I КУРНАЯ ИЗБА (во время зимней военной стоянки) Один, в уме с тяжёлой думой, В душе с обманутой мечтой, Во мраке темноты угрюмой Избы холодной и курной, Без наслаждений, без надежды К премене будущего дня, — Сижу, задумчиво склоня К земле поникнувшие вежды. Ничто не борется с тоской, Ничто душе не улыбнётся, Лишь птица, снег браздя крылом, Порою вскрикнет под окном; Лишь искра светлая сорвётся Со дров, трещащих над огнём, И в дымном облаке провьётся Под закоптелым потолком. Не скрипнет дверь, впуская друга; Не улыбнётся мне подруга, Сквозь мрак подкравшися тайком… Отрада сердцу изменила, Как будто смерть своим жезлом В могилу всё преобразила… Сижу с стеснённою душой И, молча, вслушиваюсь в бой Часов, лежащих предо мной, И на глазах моих блистает Невольно ряд тяжёлых слёз… Какую мысль в уме рождает Цепь эта звуков, сих колёс Однообразное движенье? Напрасно слух спешит им в след Нет настоящего мгновенья: Едва ударит, — и уж нет, И новый звук, и снова стихнет, И вслед другой уже идёт. И жизнь не так же ли? Вдруг вспыхнет И чрез мгновение замрёт! К чему ж безумное стремленье За всей толпой мирских сует? Всегда благое Провиденье Нас к благу создало на свет И цель одна в нём — наслажденье! Мы умираем каждый час, Минута каждая для нас Есть к гробу тихое сближенье… Чего же медлить? Час пробьёт, — Никто былого не вернёт! Спешите ж склонностей любимых Желаньям чистым угодить И дни младые угостить Как уж гостей невозвратимых! Но я?.. Злой рок уже сгубил Мою развенчанную младость И жизни ветреную радость Слезой тяжёлой заточил! В печали сердца, без привета, Младые дни рассорены! Ещё не зрев моей весны, Уж я стою в средине лета! Не дремлет время, миг летит, За часом час во след спешит И год за годом так промчится. — Былое в память возвратится, Но наслажденье не придёт! С летами тихо отпадёт За листом лист от жизни цвета, — И я угасну без рассвета! 1 марта 1824 г. Дер. Сидорово, близ Пскова [580]

579

Пользуемся рукописным сборником под заглавием «Мои новые стихотворения», из коих сохранились тетради с 1 по 16; в них вошли стихотворения с 1821 до 1829 г. включительно.

580

Напечатано в сборнике произведений Великопольского «Раскрытый портфель» (СПб., 1859. С. 221—223).

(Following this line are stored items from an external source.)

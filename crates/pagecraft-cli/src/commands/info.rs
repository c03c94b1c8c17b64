//! Info command - page count and page geometry.

use std::path::{Path, PathBuf};

use clap::{Args, ValueEnum};
use console::style;
use serde::Serialize;

use pagecraft_core::PagedDocument;

use super::read_pdf;

/// Arguments for the info command.
#[derive(Args)]
pub struct InfoArgs {
    /// Input PDF file
    input: PathBuf,

    /// Output format
    #[arg(short, long, value_enum, default_value = "text")]
    format: InfoFormat,
}

#[derive(Clone, Copy, ValueEnum)]
enum InfoFormat {
    Text,
    Json,
}

#[derive(Serialize)]
struct PageInfo {
    page: usize,
    width: f32,
    height: f32,
    rotation: i32,
}

#[derive(Serialize)]
struct DocumentInfo {
    file: String,
    bytes: usize,
    page_count: usize,
    pages: Vec<PageInfo>,
}

fn describe(input: &Path, data: &[u8]) -> anyhow::Result<DocumentInfo> {
    let document = PagedDocument::load(data)?;
    let pages = (0..document.page_count())
        .map(|index| {
            let (width, height) = document.page_size(index)?;
            Ok(PageInfo {
                page: index + 1,
                width,
                height,
                rotation: document.rotation(index)?,
            })
        })
        .collect::<anyhow::Result<Vec<_>>>()?;

    Ok(DocumentInfo {
        file: input.display().to_string(),
        bytes: data.len(),
        page_count: pages.len(),
        pages,
    })
}

pub async fn run(args: InfoArgs) -> anyhow::Result<()> {
    let data = read_pdf(&args.input)?;
    let info = describe(&args.input, &data)?;

    match args.format {
        InfoFormat::Json => println!("{}", serde_json::to_string_pretty(&info)?),
        InfoFormat::Text => {
            println!("{}", style(&info.file).bold());
            println!("  Size:  {} bytes", info.bytes);
            println!("  Pages: {}", info.page_count);
            for page in &info.pages {
                let rotation = if page.rotation == 0 {
                    String::new()
                } else {
                    format!(", rotated {}°", page.rotation)
                };
                println!(
                    "  {:>4}. {:.0} x {:.0} pt{}",
                    page.page, page.width, page.height, rotation
                );
            }
        }
    }

    Ok(())
}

II ПОСЛАНИЕ ВОЛЬТЕРА К БЕРНАРДУ В честь Музам и Эроту Вольтеру велено Бернарда известить, Что,
юным грациям в угоду,
Науку милую любить Искусство нравиться ждёт ужинать в субботу.
Псков, 25 марта 1824 г.
III В АЛЬБОМ НАСТ. МИХ. БИБИКОВОЙ Я не пророк, не чародей: Волхвов не ведая ученья, Я не могу судьбы людей Читать в безмолвии путей Светил полунощных теченья. Но я Вас знаю — я поэт: Чего же больше? Вдохновенный, Моей души пролью я свет Во мрак судьбины отдаленной. Завеса тайны, прочь с очей! Но что я вижу? Средь лучей, Цветами радуги блестящих, Средь юных гениев, парящих В кипящих светом облаках, Я слышу жалобы, вздыханья, Я вижу тёмные страданья, С слезой тяжёлой на очах, И мрачной скорби покрывало На их накинуто главы. Кто ж всех несчастий сих начало? Хотите ль знать? — То сами Вы. Вы ужаснулись? Но судите, От Вас сокрыть могу ли зло? Пред Вами зеркало: взгляните, — И то же скажет Вам стекло. С такою милой красотою, С такой прелестною душою Нельзя не быть виною бед: Так боги мир установили, Так тернием они покрыли Веселия земного след. Но успокойтесь! Без сомненья Не вечно будет время слез: К Вам гений спустится с небес, — И улыбнётся утешенье, И счастье в радостных лучах Опять появится в очах, Освобождённое от плена. Кто ж вестник счастия сего? Вглядитесь пристально в него, — И Вы узнаете Гимена. Псков, 6 апреля 1824 г.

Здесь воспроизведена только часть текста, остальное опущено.